Think twice about letting your kids eat nuggets in Ohio: the state's supreme court just ruled that "boneless" chicken can contain bones. The justices ruled for a restaurant sued by a patron seriously injured by the bones in their "boneless" wings. It's common knowledge that chickens have bones, they said, and "boneless" refers not to bones but to a cooking method.
"A diner reading 'boneless wings' on a menu would no more believe that the restaurant was warranting the absence of bones in the items than believe that the items were made from chicken wings, just as a person eating 'chicken fingers' would know that he had not been served fingers," Justice Joseph T. Deters wrote for the majority.
The absurdity of suggesting that "boneless" is a figurative noun like "fingers" is easy to establish: just look at the dictionary definitions of these words.
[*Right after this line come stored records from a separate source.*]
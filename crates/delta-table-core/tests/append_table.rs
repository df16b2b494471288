#![allow(clippy::unwrap_used, clippy::expect_used, clippy::panic)]
//! End-to-end reads of a table built by twelve appends with a checkpoint.

mod common;

use std::collections::HashSet;
use std::fs;

use common::*;
use delta_table_core::{col, DeltaTable, Projection, TableConfig, TableError};

#[tokio::test]
async fn opens_at_latest_version_with_checkpoint() -> TestResult {
    let fixture = append_table()?;
    let table = fixture.open().await?;

    assert_eq!(table.version(), 11);
    assert_eq!(table.checkpoint(), Some(10));
    assert_eq!(table.commit_versions(), (0..=11).collect::<Vec<_>>());
    assert_eq!(table.partition_columns(), vec!["number2".to_string()]);
    assert_eq!(table.files().len(), 24);
    assert!(table.log_path().ends_with("_delta_log"));

    let names: Vec<String> = table
        .schema()
        .field_names()
        .map(str::to_string)
        .collect();
    assert_eq!(names, vec!["id", "number", "number2"]);
    Ok(())
}

#[tokio::test]
async fn full_scan_returns_every_row_once() -> TestResult {
    let fixture = append_table()?;
    let table = fixture.open().await?;

    let result = table.to_table(Projection::All, None).await?;
    assert_eq!(result.num_rows(), 12_000);
    assert_eq!(result.column_names(), vec!["id", "number", "number2"]);

    let ids = sorted_ids(&result);
    let unique: HashSet<i64> = ids.iter().copied().collect();
    assert_eq!(unique.len(), 12_000);
    assert_eq!(ids.first(), Some(&0));
    assert_eq!(ids.last(), Some(&11_999));
    Ok(())
}

#[tokio::test]
async fn partition_filter_selects_half() -> TestResult {
    let fixture = append_table()?;
    let table = fixture.open().await?;

    let result = table
        .to_table(Projection::All, Some(col("number2").eq(0)))
        .await?;
    assert_eq!(result.num_rows(), 6_000);

    let batch = result.to_record_batch()?;
    let partition = batch
        .column_by_name("number2")
        .expect("partition column")
        .as_any()
        .downcast_ref::<arrow::array::Int32Array>()
        .expect("number2 is Int32");
    assert!(partition.iter().all(|v| v == Some(0)));
    Ok(())
}

#[tokio::test]
async fn residual_filter_applies_to_rows() -> TestResult {
    let fixture = append_table()?;
    let table = fixture.open().await?;

    let result = table
        .to_table(Projection::All, Some(col("number").lt(0.5)))
        .await?;
    let n = result.num_rows();
    assert!(n > 0 && n < 12_000, "unexpected row count {n}");
    assert!(doubles(&result, "number")
        .into_iter()
        .all(|v| v.is_some_and(|x| x < 0.5)));
    Ok(())
}

#[tokio::test]
async fn projection_orders_columns_as_requested() -> TestResult {
    let fixture = append_table()?;
    let table = fixture.open().await?;

    let result = table
        .to_table(Projection::columns(["number", "number2"]), None)
        .await?;
    assert_eq!(result.column_names(), vec!["number", "number2"]);
    assert_eq!(result.num_rows(), 12_000);

    let reordered = table
        .to_table(
            Projection::columns(["number2", "id"]),
            Some(col("number2").eq(1).and(col("id").lt(500))),
        )
        .await?;
    assert_eq!(reordered.column_names(), vec!["number2", "id"]);
    // Ids 0..500 of the first append all landed in partition 0.
    assert_eq!(reordered.num_rows(), 0);
    Ok(())
}

#[tokio::test]
async fn time_travel_to_earlier_version() -> TestResult {
    let fixture = append_table()?;
    let table = fixture.open().await?;

    let v5 = table.snapshot_at(5).await?;
    assert_eq!(v5.version(), 5);
    assert_eq!(v5.checkpoint_version(), None);
    assert_eq!(v5.files().len(), 12);

    let rows = table.scan(&v5, Projection::All, None).await?;
    assert_eq!(rows.num_rows(), 6_000);
    assert_eq!(sorted_ids(&rows).last(), Some(&5_999));

    // Resolving does not move the current snapshot; loading does.
    assert_eq!(table.version(), 11);
    table.load_version(5).await?;
    assert_eq!(table.version(), 5);
    assert_eq!(table.files().len(), 12);

    let v11 = table.snapshot_at(11).await?;
    assert_eq!(v11.files().len(), 24);
    Ok(())
}

#[tokio::test]
async fn invalid_versions_are_rejected() -> TestResult {
    let fixture = append_table()?;
    let table = fixture.open().await?;

    for bad in [-1, 12, 100] {
        let err = table.snapshot_at(bad).await.expect_err("out of range");
        assert!(
            matches!(err, TableError::VersionNotFound { requested, latest: 11, .. } if requested == bad),
            "unexpected error for {bad}: {err}"
        );
    }
    Ok(())
}

#[tokio::test]
async fn checkpoint_agrees_with_full_replay() -> TestResult {
    let fixture = append_table()?;
    let table = fixture.open().await?;
    let with_checkpoint = table.snapshot();
    let boundary = table.snapshot_at(10).await?;
    assert_eq!(with_checkpoint.checkpoint_version(), Some(10));
    assert_eq!(boundary.checkpoint_version(), Some(10));

    fs::remove_file(
        fixture
            .log_dir()
            .join(format!("{:020}.checkpoint.parquet", 10)),
    )?;
    fs::remove_file(fixture.log_dir().join("_last_checkpoint"))?;
    let reopened = fixture.open().await?;
    let replayed = reopened.snapshot();
    assert_eq!(replayed.checkpoint_version(), None);
    assert_eq!(*reopened.snapshot_at(10).await?, *boundary);

    assert_eq!(replayed.version(), with_checkpoint.version());
    assert_eq!(replayed.schema(), with_checkpoint.schema());
    assert_eq!(replayed.partition_columns(), with_checkpoint.partition_columns());
    let mut a = replayed.file_paths();
    let mut b = with_checkpoint.file_paths();
    a.sort_unstable();
    b.sort_unstable();
    assert_eq!(a, b);
    Ok(())
}

#[tokio::test]
async fn config_does_not_change_results() -> TestResult {
    let fixture = append_table()?;
    let filter = col("number").gt_eq(0.25).and(col("number2").eq(1));

    let reference = fixture.open().await?;
    let expected = sorted_ids(&reference.to_table(Projection::All, Some(filter.clone())).await?);

    for config in [
        TableConfig::default().with_data_skipping(false),
        TableConfig::default()
            .with_scan_concurrency(1)
            .with_log_read_concurrency(1),
        TableConfig::default()
            .with_scan_concurrency(16)
            .with_reuse_cached_snapshots(false),
    ] {
        let table = fixture.open_with(config.clone()).await?;
        let got = sorted_ids(&table.to_table(Projection::All, Some(filter.clone())).await?);
        assert_eq!(got, expected, "config {config:?}");
    }
    Ok(())
}

#[tokio::test]
async fn statistics_skip_files_outside_range() -> TestResult {
    let fixture = append_table()?;
    let table = fixture.open().await?;

    // Each file covers 500 consecutive ids, so only one file can match.
    let result = table
        .to_table(Projection::columns(["id"]), Some(col("id").eq(7_250)))
        .await?;
    assert_eq!(sorted_ids(&result), vec![7_250]);
    Ok(())
}

#[tokio::test]
async fn update_picks_up_new_commits() -> TestResult {
    let mut fixture = append_table()?;
    let table = fixture.open().await?;
    assert_eq!(table.version(), 11);

    fixture.append(12, &[])?;
    assert_eq!(table.version(), 11);
    assert_eq!(table.update().await?, 12);
    assert_eq!(table.version(), 12);
    assert_eq!(
        table.to_table(Projection::All, None).await?.num_rows(),
        13_000
    );
    Ok(())
}

#[tokio::test]
async fn file_uri_and_plain_path_open_the_same_table() -> TestResult {
    let fixture = append_table()?;
    let uri = format!("file://{}", fixture.root_str());
    let by_uri = DeltaTable::open(&uri).await?;
    let by_path = fixture.open().await?;
    assert_eq!(by_uri.version(), by_path.version());
    assert_eq!(by_uri.files().len(), by_path.files().len());
    Ok(())
}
But such literalism is for Deters to play with, not people choking to death in restaurants. A dissent in the 4-3 ruling makes the problem clear: the "cooking method" word game has profound implications for food safety, allows restaurants to lie about what's in their food, and makes food impossible to trust.
An example I already encounter: low-carb snacks often play word games about disclosing and concealing ingredients and it's all obviously in anticipation of courts finding the lies and the laws in alignment. If boneless means bones then "keto" sure as heck can mean more sugar than a can of coke. Is gluten a protein, or a way of life? What is a dye?
"The question must be asked: Does anyone really believe that the parents in this country who feed their young children boneless wings or chicken tenders or chicken nuggets or chicken fingers expect bones to be in the chicken? Of course they don't," Justice Michael P. Donnelly wrote in dissent. "When they read the word 'boneless,' they think that it means 'without bones,' as do all sensible people."
The thing to understand is that it's not a sign of corruption, as many blithely assume. It's smirking. It's judges as maliciously compliant genies serving the lamp, enjoying their clever but inaccurate pedantry, indifferent to public trust in the law. A good comparison is not to Clarence Thomas's luxury gifts, it's to the "I want a lawyer, dawg" case, where the courts ruled that the suspect was not unambigiously or unequivocally asserting his right to a lawyer, but demanding a "lawyer dog." No-one is fooled; the outcome is everyone hating one another just a little bit more than they did yesterday.